When my life started a downward spiral in the spring of 2017 I allowed it to increase speed in trying to grip control of elements of life best left alone. I became an annoying micro manager of my own life. The kind that always annoyed me in my wide ranging list of part time jobs. For example, when my boss at a motel (and by motel I mean motel: complete with coin operated vibrating beds) flipped his shit because I placed pens on the left and not the right hand side of the keyboard. In discovery of my actions his hands shook, his lips tightened, and I shrank. Fear of misplacing one small thing, missing one last detail confounded me and led to low job performance— my nerves were racked with thoughts that my unconscious actions would upset his delicate system.
Returning to 2017....I knew what I wanted. I knew that so many of my self destructive behaviors would lead me down the wrong path, but interrupting a spiraling self is a difficult task. Luckily I had this blessing named Helen, a PhD student who didnt put up with any shit, but had compassion to push me along. Two solid years of therapy led me out of this spiral and into a whole new way of living, but also a way of living that brings unity to my life and work, making me feel whole. One aspect we tackled was actually feeling pain, being let down, disappointment and being ok with it. Learning how to give my whole self to something and how to let it hurt when things do not pan out. The key item on this list of feeling pain was in regards to relationships, one that was not serving me. Sans details this was a romantic partnership, one that lasted over a decade, thus letting go was not a simple: rebound, bottle of wine, weekend away with self journey to healing. This is one that felt like a trap, for if I left the pain was too much, but if I stayed I knew it was self betrayal and destructive for both parties. Inevitably the end came. The end was not a clean cut, but one that took about 2 years to really establish finality. Once that had been achieved, pain was allowed to migrate into me.
Like I said, Helen was a PhD student, thus I was more or less a guinea pig in that I paid a nominal rate for first class care. The catch was there would be an end, and like the imperfection of life it came a few weeks after that real pain of loss set in, and I wasn't going back to him.
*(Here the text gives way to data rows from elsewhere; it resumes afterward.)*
//! Flash sessions: the state record and the orchestrator that drives it.

mod orchestrator;
mod state;

pub use orchestrator::{CancelToken, FlashOrchestrator};
pub use state::{FlashSession, FlashStep, RebootOutcome, SessionState, StepOutcome, StepResult};
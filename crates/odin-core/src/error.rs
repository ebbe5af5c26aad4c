//! Error taxonomy shared by the dispatcher, registry and orchestrator.

use std::fmt;

use thiserror::Error;

use crate::dispatcher::DispatchError;
use crate::partition::RegistryError;

/// Discriminant of [`OdinError`], small enough to live inside session states.
#[derive(Debug, Clone, Copy, PartialEq, Eq, Hash)]
pub enum ErrorKind {
    /// Transport tool missing or misconfigured.
    TransportNotFound,
    /// Operation refused before dispatch: no suitable device.
    DeviceNotConnected,
    /// Command exceeded its timeout.
    CommandTimeout,
    /// Command exited non-zero or reported a known error.
    CommandFailed,
    /// Device vanished while the command ran.
    TransportDisconnected,
    /// Bad partition file selection.
    ValidationError,
    /// Another flash session is active.
    SessionBusy,
}

impl fmt::Display for ErrorKind {
    fn fmt(&self, f: &mut fmt::Formatter<'_>) -> fmt::Result {
        match self {
            ErrorKind::TransportNotFound => write!(f, "Transport Not Found"),
            ErrorKind::DeviceNotConnected => write!(f, "Device Not Connected"),
            ErrorKind::CommandTimeout => write!(f, "Command Timeout"),
            ErrorKind::CommandFailed => write!(f, "Command Failed"),
            ErrorKind::TransportDisconnected => write!(f, "Transport Disconnected"),
            ErrorKind::ValidationError => write!(f, "Validation Error"),
            ErrorKind::SessionBusy => write!(f, "Session Busy"),
        }
    }
}

/// Errors surfaced to the collaborator layer.
#[derive(Error, Debug, Clone, PartialEq, Eq)]
pub enum OdinError {
    #[error("Transport tool not found: {0}")]
    TransportNotFound(String),

    #[error("Device not connected: {0}")]
    DeviceNotConnected(String),

    #[error("Command timed out: {0}")]
    CommandTimeout(String),

    #[error("Command failed: {0}")]
    CommandFailed(String),

    #[error("Device disconnected: {0}")]
    TransportDisconnected(String),

    #[error("Invalid selection: {0}")]
    ValidationError(String),

    #[error("A flash session is already active")]
    SessionBusy,
}

impl OdinError {
    pub fn kind(&self) -> ErrorKind {
        match self {
            OdinError::TransportNotFound(_) => ErrorKind::TransportNotFound,
            OdinError::DeviceNotConnected(_) => ErrorKind::DeviceNotConnected,
            OdinError::CommandTimeout(_) => ErrorKind::CommandTimeout,
            OdinError::CommandFailed(_) => ErrorKind::CommandFailed,
            OdinError::TransportDisconnected(_) => ErrorKind::TransportDisconnected,
            OdinError::ValidationError(_) => ErrorKind::ValidationError,
            OdinError::SessionBusy => ErrorKind::SessionBusy,
        }
    }
}

impl From<DispatchError> for OdinError {
    fn from(err: DispatchError) -> Self {
        let message = err.to_string();
        match err.kind() {
            ErrorKind::TransportNotFound => OdinError::TransportNotFound(message),
            ErrorKind::CommandTimeout => OdinError::CommandTimeout(message),
            ErrorKind::TransportDisconnected => OdinError::TransportDisconnected(message),
            _ => OdinError::CommandFailed(message),
        }
    }
}

impl From<RegistryError> for OdinError {
    fn from(err: RegistryError) -> Self {
        match err {
            RegistryError::Locked => OdinError::SessionBusy,
            other => OdinError::ValidationError(other.to_string()),
        }
    }
}

#[cfg(test)]
mod tests {
    use super::*;

    #[test]
    fn test_dispatch_error_mapping() {
        let err: OdinError = DispatchError::Timeout {
            program: "odin4".into(),
            timeout_ms: 1000,
        }
        .into();
        assert_eq!(err.kind(), ErrorKind::CommandTimeout);

        let err: OdinError = DispatchError::NotFound {
            program: "adb".into(),
            message: "No such file or directory".into(),
        }
        .into();
        assert_eq!(err.kind(), ErrorKind::TransportNotFound);
    }

    #[test]
    fn test_registry_lock_is_session_busy() {
        let err: OdinError = RegistryError::Locked.into();
        assert_eq!(err, OdinError::SessionBusy);
    }
}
One of our last sessions she pushed some serious buttons in me. A line that came out of her mouth that stung was 'He crushed your dreams.' And my god it was true. Years with something hopeful on our horizon filled me with what a future will look like, rather than the life I was living presently. Her words I will never forget, and will stay with me for the better.
This week I hope to be posting a recipe for something similar to a scone. The ideas came from wanting to have something more wholesome for breakfast, but still indulgent and also resourceful. The dough is currently fermenting in my fridge. While I was shaping the dough Helens words came to my head again 'He crushed your dreams' and yes he did, but what I honestly believe she was helping me see is that in crushing my dreams it is giving me the opportunity to build my own.